Guido and his pals Moreno and Katango are rebels without a cause living in a rural town of the Po Valley, a forsaken corner of the Italian countryside turned peripheral wasteland.
Disaffected students of the local vocational high school, they spend their days trying to get high as a way to forget about the bleak hopelessness around them. As children, they enjoyed being the sons of rural folks and the country seemed to them a never-ending reservoir of wonders.
Now that they are almost finished with high school, they much prefer to drive to the nearby Rimini and its Riviera, check out its flashy dance clubs and end up wasted on its shores. Male friendship and camaraderie are paramount: the eroticism, the violence, the power struggles - it’s all there on the page. Near Guido live the Stancic, a family of Romani who escaped the communist regime of Marshal Tito and settled there just after World War II. Running parallel to the protagonist’s coming-of-age is the evolving relationship that the rural town has with this group of outsiders.
The author is unsparing in his depiction of the townspeople’s cruelty: there is a whole catalogue of ways in which Romani people are scapegoated and made victims of the most absurd prejudice. And yet, there are also many instances of solidarity between Guido’s community and the Stancic.

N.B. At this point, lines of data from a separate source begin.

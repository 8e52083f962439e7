//! Core domain errors.

use thiserror::Error;

use crate::TaskId;

/// Core domain errors for ModelRoute.
#[derive(Debug, Error)]
pub enum CoreError {
    /// Malformed task or request, rejected before admission.
    #[error("Validation error: {0}")]
    Validation(String),

    /// Task id already admitted; ids are never reused.
    #[error("Validation error: task id {0} was already submitted")]
    DuplicateTask(TaskId),

    /// Task lists itself as a dependency.
    #[error("Validation error: task {0} depends on itself")]
    SelfDependency(TaskId),

    /// Admitting the task would close a dependency cycle.
    #[error("Dependency cycle: {}", format_cycle(.0))]
    Cycle(Vec<TaskId>),

    /// Task not found.
    #[error("Task not found: {0}")]
    TaskNotFound(TaskId),

    /// Backend name not recognised.
    #[error("Unknown backend: {0}")]
    UnknownBackend(String),

    /// Invalid state transition.
    #[error("Invalid state transition for {task}: {from} -> {to}")]
    InvalidStateTransition {
        task: TaskId,
        from: String,
        to: String,
    },

    /// Invalid input.
    #[error("Invalid input: {0}")]
    InvalidInput(String),
}

impl CoreError {
    /// True for errors that reject a task before admission.
    pub fn is_rejection(&self) -> bool {
        matches!(
            self,
            Self::Validation(_) | Self::DuplicateTask(_) | Self::SelfDependency(_) | Self::Cycle(_)
        )
    }
}

fn format_cycle(path: &[TaskId]) -> String {
    path.iter()
        .map(TaskId::as_str)
        .collect::<Vec<_>>()
        .join(" -> ")
}

#[cfg(test)]
mod tests {
    use super::*;

    #[test]
    fn test_cycle_message_lists_path() {
        let err = CoreError::Cycle(vec![TaskId::new("a"), TaskId::new("b"), TaskId::new("a")]);
        assert_eq!(err.to_string(), "Dependency cycle: a -> b -> a");
        assert!(err.is_rejection());
    }
}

Spit Three Times is unlike any conventional graphic novel. Its language is more poetic than narrative. The dialogue is deeply suggestive and fraught with resonances and multiple meanings. Add to this the beautiful artwork and its every page is lyrical and moving.
Reviati’s first book in English, Spit Three Times is an extraordinary story of young men, disillusioned and trying to find their way, caught in the breach between post-war exuberance and the stagnation of the early 21st century.
- Cat. No.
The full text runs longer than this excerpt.